Maddie mumbled a greeting. Noah glanced between her and his parents. “By the way, Lisa called,” he said, referring to his sister. “She said they’ll be here about a half an hour later than they planned. Traffic.”
“Typical. It is Seattle,” Jim said as he hung his coat up. “Did anyone call while we were gone?”
“If by anyone, you mean my older brother, then no,” Noah said. “But…I don’t blame him. It’s like you told us when we were kids, Dad, about your time in Vietnam: war wreaks havoc on the mind.”
No sooner had they said the blessing and sat down to eat, the sound of the front door opening startled them.
“Huh, I guess they–wait, I don’t hear any kids,” Noah said. He shared a glance with his parents and niece, gray eyes wide. “We didn’t invite anyone else over, did we?”
“No,” Jim said slowly, pushing his chair back. Before he’d made it out of the dining room, the newcomer had already appeared.
For the first time that day, there was a smile on Maddie’s face. She shot out of her seat and towards the man, shouting, “Dad, you’re here!”
Ethan grabbed her in a tight hug. “Well, I wasn’t about to miss your birthday,” he said. Not like I did last year.
“It’s good to see you, son,” Jim said. By this point, Maureen and Noah had joined him.

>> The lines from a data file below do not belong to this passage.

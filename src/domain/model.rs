use crate::utils::error::{JobBoardError, Result};
use serde::{Deserialize, Serialize};
use std::fmt;
use std::str::FromStr;

#[derive(Debug, Clone, PartialEq, Eq, Serialize, Deserialize)]
#[serde(rename_all = "camelCase")]
pub struct Company {
    pub name: String,
    pub description: String,
    pub contact_email: String,
    pub contact_phone: String,
}

#[derive(Debug, Clone, PartialEq, Eq, Serialize, Deserialize)]
pub struct Job {
    pub title: String,
    /// Usually "Full-Time" or "Part-Time", but any text is accepted.
    pub r#type: String,
    pub description: String,
    pub location: String,
    /// Free text, never parsed as a number.
    pub salary: String,
    pub company: Company,
}

impl Job {
    pub const REQUIRED_FIELDS: [&'static str; 6] =
        ["title", "type", "description", "location", "salary", "company"];

    fn field_mut(&mut self, field: JobField) -> &mut String {
        match field {
            JobField::Title => &mut self.title,
            JobField::Type => &mut self.r#type,
            JobField::Description => &mut self.description,
            JobField::Location => &mut self.location,
            JobField::Salary => &mut self.salary,
        }
    }

    /// Blanks the targeted field. The key stays present.
    pub fn clear(&mut self, target: ClearTarget) {
        match target {
            ClearTarget::Job(field) => self.field_mut(field).clear(),
            ClearTarget::Company(field) => self.company.field_mut(field).clear(),
        }
    }

    /// Overwrites every field the update carries a non-empty value for.
    pub fn apply(&mut self, update: &JobUpdate) {
        for field in JobField::ALL {
            if let Some(value) = non_blank(update.get(field)) {
                *self.field_mut(field) = value.to_string();
            }
        }
        for field in CompanyField::ALL {
            if let Some(value) = non_blank(update.company.get(field)) {
                *self.company.field_mut(field) = value.to_string();
            }
        }
    }
}

impl Company {
    pub const REQUIRED_FIELDS: [&'static str; 4] =
        ["name", "description", "contactEmail", "contactPhone"];

    fn field_mut(&mut self, field: CompanyField) -> &mut String {
        match field {
            CompanyField::Name => &mut self.name,
            CompanyField::Description => &mut self.description,
            CompanyField::ContactEmail => &mut self.contact_email,
            CompanyField::ContactPhone => &mut self.contact_phone,
        }
    }
}

fn non_blank(value: Option<&String>) -> Option<&str> {
    value.map(String::as_str).filter(|v| !v.is_empty())
}

/// Read-only view of the store contents, in insertion order.
#[derive(Debug, Clone, Copy, PartialEq, Eq)]
pub enum Listing<'a> {
    Empty,
    Jobs(&'a [Job]),
}

impl<'a> Listing<'a> {
    pub fn jobs(&self) -> &'a [Job] {
        match *self {
            Listing::Empty => &[],
            Listing::Jobs(jobs) => jobs,
        }
    }
}

/// Scalar job fields that can be cleared or updated.
#[derive(Debug, Clone, Copy, PartialEq, Eq)]
pub enum JobField {
    Title,
    Type,
    Description,
    Location,
    Salary,
}

impl JobField {
    pub const ALL: [JobField; 5] = [
        JobField::Title,
        JobField::Type,
        JobField::Description,
        JobField::Location,
        JobField::Salary,
    ];

    pub fn as_str(&self) -> &'static str {
        match self {
            JobField::Title => "title",
            JobField::Type => "type",
            JobField::Description => "description",
            JobField::Location => "location",
            JobField::Salary => "salary",
        }
    }
}

impl FromStr for JobField {
    type Err = JobBoardError;

    fn from_str(s: &str) -> Result<Self> {
        JobField::ALL
            .into_iter()
            .find(|field| field.as_str() == s)
            .ok_or_else(|| JobBoardError::InvalidFieldError {
                field: s.to_string(),
            })
    }
}

impl fmt::Display for JobField {
    fn fmt(&self, f: &mut fmt::Formatter<'_>) -> fmt::Result {
        f.write_str(self.as_str())
    }
}

#[derive(Debug, Clone, Copy, PartialEq, Eq)]
pub enum CompanyField {
    Name,
    Description,
    ContactEmail,
    ContactPhone,
}

impl CompanyField {
    pub const ALL: [CompanyField; 4] = [
        CompanyField::Name,
        CompanyField::Description,
        CompanyField::ContactEmail,
        CompanyField::ContactPhone,
    ];

    pub fn as_str(&self) -> &'static str {
        match self {
            CompanyField::Name => "name",
            CompanyField::Description => "description",
            CompanyField::ContactEmail => "contactEmail",
            CompanyField::ContactPhone => "contactPhone",
        }
    }
}

impl FromStr for CompanyField {
    type Err = JobBoardError;

    fn from_str(s: &str) -> Result<Self> {
        CompanyField::ALL
            .into_iter()
            .find(|field| field.as_str() == s)
            .ok_or_else(|| JobBoardError::InvalidFieldError {
                field: format!("company.{}", s),
            })
    }
}

impl fmt::Display for CompanyField {
    fn fmt(&self, f: &mut fmt::Formatter<'_>) -> fmt::Result {
        f.write_str(self.as_str())
    }
}

/// Which field a removal blanks out.
#[derive(Debug, Clone, Copy, PartialEq, Eq)]
pub enum ClearTarget {
    Job(JobField),
    Company(CompanyField),
}

impl ClearTarget {
    /// The name that selects the second-level company choice.
    pub const COMPANY: &'static str = "company";

    pub fn parse(field: &str, company_field: Option<&str>) -> Result<Self> {
        if field == Self::COMPANY {
            let sub = company_field.ok_or_else(|| JobBoardError::InvalidFieldError {
                field: "company (no company field given)".to_string(),
            })?;
            return Ok(ClearTarget::Company(sub.parse()?));
        }
        Ok(ClearTarget::Job(field.parse()?))
    }
}

impl fmt::Display for ClearTarget {
    fn fmt(&self, f: &mut fmt::Formatter<'_>) -> fmt::Result {
        match self {
            ClearTarget::Job(field) => write!(f, "{}", field),
            ClearTarget::Company(field) => write!(f, "company.{}", field),
        }
    }
}

#[derive(Debug, Clone, Default, PartialEq, Eq, Serialize, Deserialize)]
#[serde(rename_all = "camelCase", default)]
pub struct CompanyUpdate {
    pub name: Option<String>,
    pub description: Option<String>,
    pub contact_email: Option<String>,
    pub contact_phone: Option<String>,
}

impl CompanyUpdate {
    pub fn get(&self, field: CompanyField) -> Option<&String> {
        match field {
            CompanyField::Name => self.name.as_ref(),
            CompanyField::Description => self.description.as_ref(),
            CompanyField::ContactEmail => self.contact_email.as_ref(),
            CompanyField::ContactPhone => self.contact_phone.as_ref(),
        }
    }

    pub fn set(&mut self, field: CompanyField, value: String) {
        let slot = match field {
            CompanyField::Name => &mut self.name,
            CompanyField::Description => &mut self.description,
            CompanyField::ContactEmail => &mut self.contact_email,
            CompanyField::ContactPhone => &mut self.contact_phone,
        };
        *slot = Some(value);
    }
}

/// Sparse set of new values. Absent and empty values leave the job untouched.
#[derive(Debug, Clone, Default, PartialEq, Eq, Serialize, Deserialize)]
#[serde(default)]
pub struct JobUpdate {
    pub title: Option<String>,
    pub r#type: Option<String>,
    pub description: Option<String>,
    pub location: Option<String>,
    pub salary: Option<String>,
    pub company: CompanyUpdate,
}

impl JobUpdate {
    pub fn get(&self, field: JobField) -> Option<&String> {
        match field {
            JobField::Title => self.title.as_ref(),
            JobField::Type => self.r#type.as_ref(),
            JobField::Description => self.description.as_ref(),
            JobField::Location => self.location.as_ref(),
            JobField::Salary => self.salary.as_ref(),
        }
    }

    pub fn set(&mut self, field: JobField, value: String) {
        let slot = match field {
            JobField::Title => &mut self.title,
            JobField::Type => &mut self.r#type,
            JobField::Description => &mut self.description,
            JobField::Location => &mut self.location,
            JobField::Salary => &mut self.salary,
        };
        *slot = Some(value);
    }

    /// True when applying this update would change nothing.
    pub fn is_empty(&self) -> bool {
        JobField::ALL
            .into_iter()
            .all(|field| non_blank(self.get(field)).is_none())
            && CompanyField::ALL
                .into_iter()
                .all(|field| non_blank(self.company.get(field)).is_none())
    }
}

#[cfg(test)]
mod tests {
    use super::*;

    fn sample_job() -> Job {
        Job {
            title: "Engineer".to_string(),
            r#type: "Full-Time".to_string(),
            description: "D".to_string(),
            location: "NYC".to_string(),
            salary: "100k".to_string(),
            company: Company {
                name: "Acme".to_string(),
                description: "C".to_string(),
                contact_email: "a@a.com".to_string(),
                contact_phone: "555".to_string(),
            },
        }
    }

    #[test]
    fn test_serializes_with_original_key_names() {
        let value = serde_json::to_value(sample_job()).unwrap();
        assert_eq!(value["type"], "Full-Time");
        assert_eq!(value["company"]["contactEmail"], "a@a.com");
        assert_eq!(value["company"]["contactPhone"], "555");
    }

    #[test]
    fn test_parse_clear_target() {
        assert_eq!(
            ClearTarget::parse("salary", None).unwrap(),
            ClearTarget::Job(JobField::Salary)
        );
        assert_eq!(
            ClearTarget::parse("company", Some("contactEmail")).unwrap(),
            ClearTarget::Company(CompanyField::ContactEmail)
        );
        assert!(ClearTarget::parse("company", None).is_err());
        assert!(ClearTarget::parse("company", Some("email")).is_err());
        assert!(ClearTarget::parse("Salary", None).is_err());
        assert!(ClearTarget::parse("bonus", None).is_err());
    }

    #[test]
    fn test_apply_skips_blank_values() {
        let mut job = sample_job();
        let update = JobUpdate {
            description: Some("X".to_string()),
            location: Some(String::new()),
            company: CompanyUpdate {
                contact_phone: Some("777".to_string()),
                ..Default::default()
            },
            ..Default::default()
        };

        job.apply(&update);

        assert_eq!(job.description, "X");
        assert_eq!(job.location, "NYC");
        assert_eq!(job.company.contact_phone, "777");
        assert_eq!(job.company.name, "Acme");
    }

    #[test]
    fn test_update_is_empty() {
        let mut update = JobUpdate::default();
        assert!(update.is_empty());
        update.set(JobField::Salary, String::new());
        assert!(update.is_empty());
        update.company.set(CompanyField::Name, "Initech".to_string());
        assert!(!update.is_empty());
    }

    #[test]
    fn test_partial_update_from_json() {
        let update: JobUpdate =
            serde_json::from_str(r#"{"type": "Part-Time", "company": {"contactEmail": "b@b.com"}}"#)
                .unwrap();
        assert_eq!(update.r#type.as_deref(), Some("Part-Time"));
        assert_eq!(update.company.contact_email.as_deref(), Some("b@b.com"));
        assert!(update.title.is_none());
    }
}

“You too,” Ethan replied. He loosened his hold on his daughter and added, “Yikes, kiddo, did you grow five inches since I last saw you?”
Maddie shook her head, red curls bouncing. “No, I grew two inches!” She grabbed his hand and pulled him over to the spot on the wall where her height had been marked in pencil. “See?”

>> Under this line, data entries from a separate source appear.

use tracing_subscriber::{layer::SubscriberExt, util::SubscriberInitExt, EnvFilter};

fn default_filter(verbose: bool) -> EnvFilter {
    if verbose {
        EnvFilter::try_from_default_env()
            .unwrap_or_else(|_| EnvFilter::new("job_board=debug,warn"))
    } else {
        EnvFilter::try_from_default_env().unwrap_or_else(|_| EnvFilter::new("job_board=warn"))
    }
}

// Logs go to stderr so they never interleave with the prompts on stdout.
pub fn init_cli_logger(verbose: bool) {
    tracing_subscriber::registry()
        .with(default_filter(verbose))
        .with(
            tracing_subscriber::fmt::layer()
                .with_writer(std::io::stderr)
                .with_target(false)
                .with_thread_ids(false)
                .with_file(false)
                .with_line_number(false)
                .compact(),
        )
        .init();
}

pub fn init_json_logger(verbose: bool) {
    tracing_subscriber::registry()
        .with(default_filter(verbose))
        .with(
            tracing_subscriber::fmt::layer()
                .with_writer(std::io::stderr)
                .with_target(false)
                .with_thread_ids(false)
                .with_file(false)
                .with_line_number(false)
                .json(),
        )
        .init();
}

“Dad, how long are you gonna be here?” Maddie asked, suddenly looking worried.
“For as long as you need me,” Ethan said, smiling slightly.
“What does that mean?”
“It means…I’m not going back to Maine,” he told her. “I’m staying here, with you.”
“Really?” She said, eyes wide.
He nodded and she jumped forward and hugged him again. Returning the embrace, he swallowed and said, “Happy birthday, Maddie.”